● **Required work**
Wherever a line in the records below contains "pair", copy that line.

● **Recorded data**

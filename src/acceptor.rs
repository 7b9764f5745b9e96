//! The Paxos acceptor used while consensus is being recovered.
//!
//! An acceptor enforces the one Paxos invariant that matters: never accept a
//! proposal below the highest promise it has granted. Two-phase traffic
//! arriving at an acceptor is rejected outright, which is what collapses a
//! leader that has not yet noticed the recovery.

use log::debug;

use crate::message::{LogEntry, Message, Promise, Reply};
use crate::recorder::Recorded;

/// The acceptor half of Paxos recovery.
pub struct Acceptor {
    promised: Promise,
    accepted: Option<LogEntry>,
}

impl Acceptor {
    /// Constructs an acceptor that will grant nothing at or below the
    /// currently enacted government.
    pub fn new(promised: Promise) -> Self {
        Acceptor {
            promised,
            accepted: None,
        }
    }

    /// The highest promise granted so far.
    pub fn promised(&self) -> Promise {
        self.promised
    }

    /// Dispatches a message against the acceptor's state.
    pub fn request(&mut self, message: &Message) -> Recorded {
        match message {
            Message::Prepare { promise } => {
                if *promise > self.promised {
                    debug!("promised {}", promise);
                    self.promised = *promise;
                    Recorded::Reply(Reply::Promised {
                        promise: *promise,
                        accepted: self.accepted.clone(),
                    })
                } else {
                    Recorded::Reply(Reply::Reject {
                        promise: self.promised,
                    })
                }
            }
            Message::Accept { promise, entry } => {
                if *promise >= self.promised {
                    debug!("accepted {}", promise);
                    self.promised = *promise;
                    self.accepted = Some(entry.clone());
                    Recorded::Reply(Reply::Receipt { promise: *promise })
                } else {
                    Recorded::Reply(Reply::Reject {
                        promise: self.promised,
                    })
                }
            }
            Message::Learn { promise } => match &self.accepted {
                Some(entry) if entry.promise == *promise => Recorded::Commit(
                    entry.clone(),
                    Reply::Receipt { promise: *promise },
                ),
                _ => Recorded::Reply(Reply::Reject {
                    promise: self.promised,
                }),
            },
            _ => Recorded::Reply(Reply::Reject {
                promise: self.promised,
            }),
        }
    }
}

--

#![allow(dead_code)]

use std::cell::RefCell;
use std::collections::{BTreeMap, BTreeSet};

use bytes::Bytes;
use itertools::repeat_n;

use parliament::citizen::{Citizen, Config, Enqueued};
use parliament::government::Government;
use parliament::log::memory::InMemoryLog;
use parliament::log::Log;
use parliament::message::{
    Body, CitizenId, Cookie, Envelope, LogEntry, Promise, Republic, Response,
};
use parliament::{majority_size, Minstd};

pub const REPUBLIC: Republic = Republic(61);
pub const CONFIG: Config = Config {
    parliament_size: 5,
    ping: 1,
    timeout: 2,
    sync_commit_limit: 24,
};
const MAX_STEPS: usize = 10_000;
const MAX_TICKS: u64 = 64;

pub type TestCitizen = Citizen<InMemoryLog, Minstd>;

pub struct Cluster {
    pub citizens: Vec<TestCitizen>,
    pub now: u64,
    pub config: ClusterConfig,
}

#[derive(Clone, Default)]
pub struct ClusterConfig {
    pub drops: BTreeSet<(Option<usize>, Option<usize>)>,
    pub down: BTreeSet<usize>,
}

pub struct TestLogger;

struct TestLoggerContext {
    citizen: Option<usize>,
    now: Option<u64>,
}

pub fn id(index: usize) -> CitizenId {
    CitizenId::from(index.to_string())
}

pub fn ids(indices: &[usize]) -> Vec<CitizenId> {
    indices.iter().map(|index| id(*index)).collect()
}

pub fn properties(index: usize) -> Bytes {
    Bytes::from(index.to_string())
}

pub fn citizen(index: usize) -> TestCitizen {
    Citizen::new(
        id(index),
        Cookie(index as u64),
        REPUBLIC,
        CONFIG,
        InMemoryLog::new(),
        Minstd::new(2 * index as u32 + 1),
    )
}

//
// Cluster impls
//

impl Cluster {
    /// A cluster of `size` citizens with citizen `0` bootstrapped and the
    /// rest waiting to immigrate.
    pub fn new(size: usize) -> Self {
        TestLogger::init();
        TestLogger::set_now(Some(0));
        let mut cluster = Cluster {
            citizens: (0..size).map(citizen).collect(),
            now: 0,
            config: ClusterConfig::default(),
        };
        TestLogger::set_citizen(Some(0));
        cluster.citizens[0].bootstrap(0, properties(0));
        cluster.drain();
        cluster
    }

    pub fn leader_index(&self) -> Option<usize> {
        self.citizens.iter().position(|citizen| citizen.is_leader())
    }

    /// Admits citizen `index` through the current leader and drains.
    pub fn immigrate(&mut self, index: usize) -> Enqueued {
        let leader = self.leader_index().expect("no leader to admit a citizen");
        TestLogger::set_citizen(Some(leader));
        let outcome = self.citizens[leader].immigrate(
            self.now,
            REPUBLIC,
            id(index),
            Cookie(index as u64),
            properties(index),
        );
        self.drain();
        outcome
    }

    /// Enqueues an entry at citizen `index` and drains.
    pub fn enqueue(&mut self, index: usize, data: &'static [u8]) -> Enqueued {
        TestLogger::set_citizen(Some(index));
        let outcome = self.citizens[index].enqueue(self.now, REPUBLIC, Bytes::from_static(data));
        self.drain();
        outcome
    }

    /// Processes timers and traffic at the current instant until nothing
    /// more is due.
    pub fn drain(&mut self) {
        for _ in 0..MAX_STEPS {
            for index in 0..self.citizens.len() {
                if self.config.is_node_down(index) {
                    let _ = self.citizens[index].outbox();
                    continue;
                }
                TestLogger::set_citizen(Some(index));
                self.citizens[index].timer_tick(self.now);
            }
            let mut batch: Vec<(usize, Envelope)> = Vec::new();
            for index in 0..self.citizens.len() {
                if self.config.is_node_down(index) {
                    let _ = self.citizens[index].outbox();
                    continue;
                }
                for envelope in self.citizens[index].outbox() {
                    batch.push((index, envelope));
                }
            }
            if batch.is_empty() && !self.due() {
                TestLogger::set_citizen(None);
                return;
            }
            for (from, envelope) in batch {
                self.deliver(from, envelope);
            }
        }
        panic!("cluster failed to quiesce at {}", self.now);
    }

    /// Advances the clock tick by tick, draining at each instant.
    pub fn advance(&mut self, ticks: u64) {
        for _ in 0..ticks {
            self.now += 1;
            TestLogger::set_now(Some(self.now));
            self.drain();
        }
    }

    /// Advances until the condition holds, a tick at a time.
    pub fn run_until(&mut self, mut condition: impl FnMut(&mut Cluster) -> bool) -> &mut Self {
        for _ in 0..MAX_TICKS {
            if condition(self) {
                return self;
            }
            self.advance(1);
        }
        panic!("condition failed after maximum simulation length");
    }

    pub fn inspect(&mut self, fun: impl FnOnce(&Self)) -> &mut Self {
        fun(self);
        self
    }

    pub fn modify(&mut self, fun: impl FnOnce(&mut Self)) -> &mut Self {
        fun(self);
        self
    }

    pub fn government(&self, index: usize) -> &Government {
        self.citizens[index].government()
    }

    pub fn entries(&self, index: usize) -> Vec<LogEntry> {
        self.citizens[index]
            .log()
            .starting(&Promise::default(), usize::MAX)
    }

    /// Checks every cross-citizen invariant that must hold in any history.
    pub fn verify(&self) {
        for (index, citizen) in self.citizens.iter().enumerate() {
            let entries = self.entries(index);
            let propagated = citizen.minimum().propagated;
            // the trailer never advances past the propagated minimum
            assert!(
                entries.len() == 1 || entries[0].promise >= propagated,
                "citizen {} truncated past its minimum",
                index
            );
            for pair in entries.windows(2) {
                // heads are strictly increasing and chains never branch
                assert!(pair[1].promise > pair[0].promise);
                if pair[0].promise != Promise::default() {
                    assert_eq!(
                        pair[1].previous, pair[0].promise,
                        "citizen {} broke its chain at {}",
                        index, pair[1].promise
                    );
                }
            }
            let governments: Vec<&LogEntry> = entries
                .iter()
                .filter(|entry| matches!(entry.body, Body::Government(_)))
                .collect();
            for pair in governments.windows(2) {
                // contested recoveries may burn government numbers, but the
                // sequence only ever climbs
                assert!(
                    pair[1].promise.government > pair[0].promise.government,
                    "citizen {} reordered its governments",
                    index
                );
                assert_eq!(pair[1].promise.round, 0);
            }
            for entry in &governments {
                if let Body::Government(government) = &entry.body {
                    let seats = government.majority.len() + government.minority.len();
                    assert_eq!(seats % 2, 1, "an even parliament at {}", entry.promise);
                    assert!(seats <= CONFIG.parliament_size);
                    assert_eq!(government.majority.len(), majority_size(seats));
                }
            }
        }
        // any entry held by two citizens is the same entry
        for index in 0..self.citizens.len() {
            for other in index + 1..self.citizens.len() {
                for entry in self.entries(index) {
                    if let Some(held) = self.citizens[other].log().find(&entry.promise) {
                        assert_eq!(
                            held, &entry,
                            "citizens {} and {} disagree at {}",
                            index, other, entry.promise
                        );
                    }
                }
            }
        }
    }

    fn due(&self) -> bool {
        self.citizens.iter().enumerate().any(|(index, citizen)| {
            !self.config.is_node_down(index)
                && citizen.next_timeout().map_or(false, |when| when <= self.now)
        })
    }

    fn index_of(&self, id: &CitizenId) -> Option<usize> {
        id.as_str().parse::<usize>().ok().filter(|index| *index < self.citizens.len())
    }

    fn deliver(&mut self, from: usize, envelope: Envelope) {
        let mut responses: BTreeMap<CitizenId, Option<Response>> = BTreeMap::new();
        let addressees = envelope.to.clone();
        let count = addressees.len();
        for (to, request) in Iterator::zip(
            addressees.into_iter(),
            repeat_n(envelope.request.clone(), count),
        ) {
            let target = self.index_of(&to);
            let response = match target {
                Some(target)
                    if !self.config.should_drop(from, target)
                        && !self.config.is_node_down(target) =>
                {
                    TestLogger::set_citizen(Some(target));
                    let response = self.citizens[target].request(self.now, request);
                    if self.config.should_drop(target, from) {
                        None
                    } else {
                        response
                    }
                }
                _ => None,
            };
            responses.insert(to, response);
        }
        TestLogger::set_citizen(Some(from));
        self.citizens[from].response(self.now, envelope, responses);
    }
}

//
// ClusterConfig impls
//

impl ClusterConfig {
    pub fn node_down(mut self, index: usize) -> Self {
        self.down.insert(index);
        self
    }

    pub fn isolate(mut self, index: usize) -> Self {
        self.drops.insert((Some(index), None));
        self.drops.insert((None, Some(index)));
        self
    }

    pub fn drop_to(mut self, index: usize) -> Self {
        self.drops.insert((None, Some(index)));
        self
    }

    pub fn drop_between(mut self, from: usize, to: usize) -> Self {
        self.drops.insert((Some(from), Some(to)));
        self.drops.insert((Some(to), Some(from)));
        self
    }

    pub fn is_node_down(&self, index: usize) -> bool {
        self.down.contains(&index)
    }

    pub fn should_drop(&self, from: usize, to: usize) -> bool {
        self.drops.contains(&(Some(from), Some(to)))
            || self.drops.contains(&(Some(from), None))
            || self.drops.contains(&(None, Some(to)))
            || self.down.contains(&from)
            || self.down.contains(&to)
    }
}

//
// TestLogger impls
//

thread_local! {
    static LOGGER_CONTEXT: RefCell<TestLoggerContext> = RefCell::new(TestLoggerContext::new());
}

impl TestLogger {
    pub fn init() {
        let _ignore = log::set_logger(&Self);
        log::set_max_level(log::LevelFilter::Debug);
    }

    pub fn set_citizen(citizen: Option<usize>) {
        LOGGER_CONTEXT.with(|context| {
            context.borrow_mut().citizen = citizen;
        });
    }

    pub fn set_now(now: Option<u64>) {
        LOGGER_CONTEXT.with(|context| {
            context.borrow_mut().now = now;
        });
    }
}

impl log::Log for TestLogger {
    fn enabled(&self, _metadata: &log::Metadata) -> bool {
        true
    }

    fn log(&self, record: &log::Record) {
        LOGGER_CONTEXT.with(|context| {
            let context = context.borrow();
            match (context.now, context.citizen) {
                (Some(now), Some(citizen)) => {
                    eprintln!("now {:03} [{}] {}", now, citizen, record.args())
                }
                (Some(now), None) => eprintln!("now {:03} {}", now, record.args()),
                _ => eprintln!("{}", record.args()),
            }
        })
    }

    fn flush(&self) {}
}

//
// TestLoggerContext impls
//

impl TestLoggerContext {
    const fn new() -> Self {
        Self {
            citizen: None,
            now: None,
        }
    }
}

● **Written reply**
            for pair in entries.windows(2) {
                assert!(pair[1].promise > pair[0].promise);
                if pair[0].promise != Promise::default() {
                        pair[1].previous, pair[0].promise,
                        index, pair[1].promise
            for pair in governments.windows(2) {
                    pair[1].promise.government > pair[0].promise.government,
                assert_eq!(pair[1].promise.round, 0);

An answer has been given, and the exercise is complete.